# MongoDB Aggregation Framework Tutorial

Welcome to the MongoDB Aggregation Framework tutorial! This notebook will guide you through the basics and advanced concepts of MongoDB aggregation pipelines.

Aggregation operations process data records and return computed results.
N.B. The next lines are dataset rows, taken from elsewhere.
//! Mod folder and descriptor file creation.
//! Computes the destination mods directory, creates the folder tree and
//! writes the index and in-folder descriptor files.

use log::info;
use std::path::{Path, PathBuf};

use crate::descriptor::{descriptor_content, index_content};
use crate::error::{Error, Result};
use crate::identity::ModIdentity;

/// On-disk result of a successful scaffold.
#[derive(Debug, Clone, PartialEq, Eq)]
pub struct ModArtifact {
    /// The mods directory the artifact was created in
    pub documents_path: PathBuf,
    /// The created mod folder (`<documents_path>/<short_name>`)
    pub mod_folder_path: PathBuf,
    /// The index file (`<documents_path>/<short_name>.mod`)
    pub mod_file_path: PathBuf,
    /// The in-folder descriptor (`<mod_folder_path>/descriptor.mod`)
    pub descriptor_file_path: PathBuf,
}

/// Returns the directory mods are scaffolded into.
///
/// Debug mode redirects into a local `debug/output` directory; otherwise the
/// game's per-user mods directory is used. Platforms without a known
/// convention are a hard error.
pub fn mod_documents_path(debug: bool) -> Result<PathBuf> {
    if debug {
        return Ok(PathBuf::from("debug").join("output"));
    }

    let home = std::env::var_os("HOME")
        .or_else(|| std::env::var_os("USERPROFILE"))
        .map(PathBuf::from)
        .ok_or(Error::UnsupportedPlatform)?;

    if cfg!(target_os = "windows") {
        Ok(home
            .join("Documents")
            .join("Paradox Interactive")
            .join("Crusader Kings III")
            .join("mod"))
    } else if cfg!(unix) {
        Ok(home
            .join(".local")
            .join("share")
            .join("Paradox Interactive")
            .join("Crusader Kings III")
            .join("mod"))
    } else {
        Err(Error::UnsupportedPlatform)
    }
}

/// Creates the mod folder and both descriptor files under `documents_path`.
///
/// Directory creation is idempotent: scaffolding into an existing folder does
/// not fail and leaves unrelated contents alone. Any I/O failure aborts with
/// an error; files already written stay on disk.
pub fn create_mod_structure(
    identity: &ModIdentity,
    documents_path: &Path,
) -> Result<ModArtifact> {
    std::fs::create_dir_all(documents_path).map_err(Error::IoError)?;

    let mod_folder_path = documents_path.join(&identity.short_name);
    std::fs::create_dir_all(&mod_folder_path).map_err(Error::IoError)?;

    let mod_file_path = documents_path.join(format!("{}.mod", identity.short_name));
    std::fs::write(&mod_file_path, index_content(identity, &mod_folder_path))
        .map_err(Error::IoError)?;

    let descriptor_file_path = mod_folder_path.join("descriptor.mod");
    std::fs::write(&descriptor_file_path, descriptor_content(identity))
        .map_err(Error::IoError)?;

    info!(
        "Mod '{}' created successfully in {}",
        identity.name,
        mod_folder_path.display()
    );

    Ok(ModArtifact {
        documents_path: documents_path.to_path_buf(),
        mod_folder_path,
        mod_file_path,
        descriptor_file_path,
    })
}
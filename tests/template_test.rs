use modsmith::error::Error;
use modsmith::template::{copy_and_replace, substitute_content, substitute_name};
use std::fs;
use tempfile::TempDir;

#[test]
fn test_substitute_content_replaces_bracketed_tokens() {
    let text = "namespace = <your_mod_name_here>\n# <your_long_mod_name_here>\n";
    assert_eq!(
        substitute_content(text, "foo", "Foo Mod"),
        "namespace = foo\n# Foo Mod\n"
    );
}

#[test]
fn test_substitute_name_replaces_bare_tokens() {
    assert_eq!(substitute_name("your_mod_name_here_extra", "foo", "Foo Mod"), "foo_extra");
    assert_eq!(
        substitute_name("your_long_mod_name_here.txt", "foo", "Foo Mod"),
        "Foo Mod.txt"
    );
    assert_eq!(substitute_name("plain.txt", "foo", "Foo Mod"), "plain.txt");
}

#[test]
fn test_copy_substitutes_names_and_contents() {
    let temp_dir = TempDir::new().unwrap();
    let source = temp_dir.path().join("template");
    let destination = temp_dir.path().join("out");

    let nested = source.join("your_mod_name_here_extra");
    fs::create_dir_all(&nested).unwrap();
    fs::write(
        nested.join("your_mod_name_here_events.txt"),
        "namespace = <your_mod_name_here>\n",
    )
    .unwrap();

    copy_and_replace(&source, &destination, "foo", "Foo Mod").unwrap();

    let copied = destination.join("foo_extra").join("foo_events.txt");
    assert!(copied.is_file());
    assert_eq!(fs::read_to_string(&copied).unwrap(), "namespace = foo\n");
}

#[test]
fn test_copy_preserves_files_without_tokens() {
    let temp_dir = TempDir::new().unwrap();
    let source = temp_dir.path().join("template");
    let destination = temp_dir.path().join("out");

    fs::create_dir_all(&source).unwrap();
    fs::write(source.join("readme.txt"), "no tokens here { braces stay }\n").unwrap();

    copy_and_replace(&source, &destination, "foo", "Foo Mod").unwrap();

    assert_eq!(
        fs::read_to_string(destination.join("readme.txt")).unwrap(),
        "no tokens here { braces stay }\n"
    );
}

#[test]
fn test_missing_source_is_a_template_error() {
    let temp_dir = TempDir::new().unwrap();
    let result = copy_and_replace(
        &temp_dir.path().join("missing"),
        &temp_dir.path().join("out"),
        "foo",
        "Foo Mod",
    );

    match result {
        Err(Error::TemplateError(message)) => assert!(message.contains("missing")),
        other => panic!("Expected TemplateError, got {other:?}"),
    }
}

#[test]
fn test_non_utf8_file_aborts_the_copy() {
    let temp_dir = TempDir::new().unwrap();
    let source = temp_dir.path().join("template");
    fs::create_dir_all(&source).unwrap();
    fs::write(source.join("binary.bin"), [0xff, 0xfe, 0x00, 0x01]).unwrap();

    let result =
        copy_and_replace(&source, &temp_dir.path().join("out"), "foo", "Foo Mod");
    assert!(matches!(result, Err(Error::TemplateError(_))));
}

#[test]
fn test_bundled_essentials_tree_round_trips() {
    // The tree shipped with the crate must itself copy cleanly.
    let source = std::path::Path::new(env!("CARGO_MANIFEST_DIR")).join("essentials");
    let temp_dir = TempDir::new().unwrap();
    let destination = temp_dir.path().join("out");

    copy_and_replace(&source, &destination, "foo", "Foo Mod").unwrap();

    let events = destination.join("events").join("foo_events.txt");
    assert!(events.is_file());
    let content = fs::read_to_string(&events).unwrap();
    assert!(content.contains("namespace = foo"));
    assert!(content.contains("Foo Mod"));
    assert!(!content.contains("your_mod_name_here"));
}
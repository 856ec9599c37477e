use crate::config::LogLevel;

pub fn init_logger(level: LogLevel, verbose: bool) {
    env_logger::Builder::new()
        .filter_level(if verbose {
            log::LevelFilter::Debug
        } else {
            level.to_filter()
        })
        .init();
}
//! Mod identity and the fixed CK3 tag vocabulary.

use indexmap::IndexSet;

/// The tag vocabulary recognized by the game's mod browser.
pub const MOD_TAGS: [&str; 21] = [
    "Alternative History",
    "Balance",
    "Bookmarks",
    "Character Focuses",
    "Character Interactions",
    "Culture",
    "Decisions",
    "Events",
    "Fixes",
    "Gameplay",
    "Graphics",
    "Historical",
    "Map",
    "Portraits",
    "Religion",
    "Schemes",
    "Sound",
    "Total Conversion",
    "Translation",
    "Utilities",
    "Warfare",
];

/// Tag substituted when the user selected none, so the descriptor never
/// carries an empty tag block.
pub const DEFAULT_TAG: &str = "Fixes";

/// Returns true if the tag belongs to the fixed vocabulary.
pub fn is_known_tag(tag: &str) -> bool {
    MOD_TAGS.contains(&tag)
}

/// User-supplied identity of the mod being scaffolded.
///
/// `short_name` determines the destination folder and file names; `tags`
/// preserves selection order, which is also the emission order in the
/// descriptor tag block.
#[derive(Debug, Clone)]
pub struct ModIdentity {
    /// Full display name of the mod
    pub name: String,
    /// Lowercase, underscore-safe unique identifier
    pub short_name: String,
    /// Selected tags, in selection order
    pub tags: IndexSet<String>,
    /// Game version the mod supports; `None` emits the literal `TODO`
    pub supported_version: Option<String>,
}

impl ModIdentity {
    pub fn new(name: impl Into<String>, short_name: impl Into<String>) -> Self {
        Self {
            name: name.into(),
            short_name: short_name.into(),
            tags: IndexSet::new(),
            supported_version: None,
        }
    }

    /// Returns the tags to emit, substituting [`DEFAULT_TAG`] when the
    /// selection is empty.
    pub fn effective_tags(&self) -> Vec<&str> {
        if self.tags.is_empty() {
            vec![DEFAULT_TAG]
        } else {
            self.tags.iter().map(String::as_str).collect()
        }
    }
}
The aggregation pipeline groups values from multiple documents together, and can perform a variety of operations on the grouped data to return a single result.

In [1]:
# ----------------------------
#  Connect to MongoDB Server
# ----------------------------

from pymongo import MongoClient
# import pprint

MONGODB_URI ="mongodb+srv://farazkhoso299_db_user:fnzeofLHATnQNc9v@cd.gwjkeou.mongodb.net/" # Replace with your mongodb uri

client = MongoClient(MONGODB_URI)  # Replace with your MongoDB URI
print("Connected to MongoDB server")


Connected to MongoDB server


### Create or Select Database and Collection

In [2]:
db = client["aggregation_db"]  # Database name: aggregation_db
collection = db["students"]  # Collection name: students
print(f"Database '{db.name}' and collection '{collection.name}' selected")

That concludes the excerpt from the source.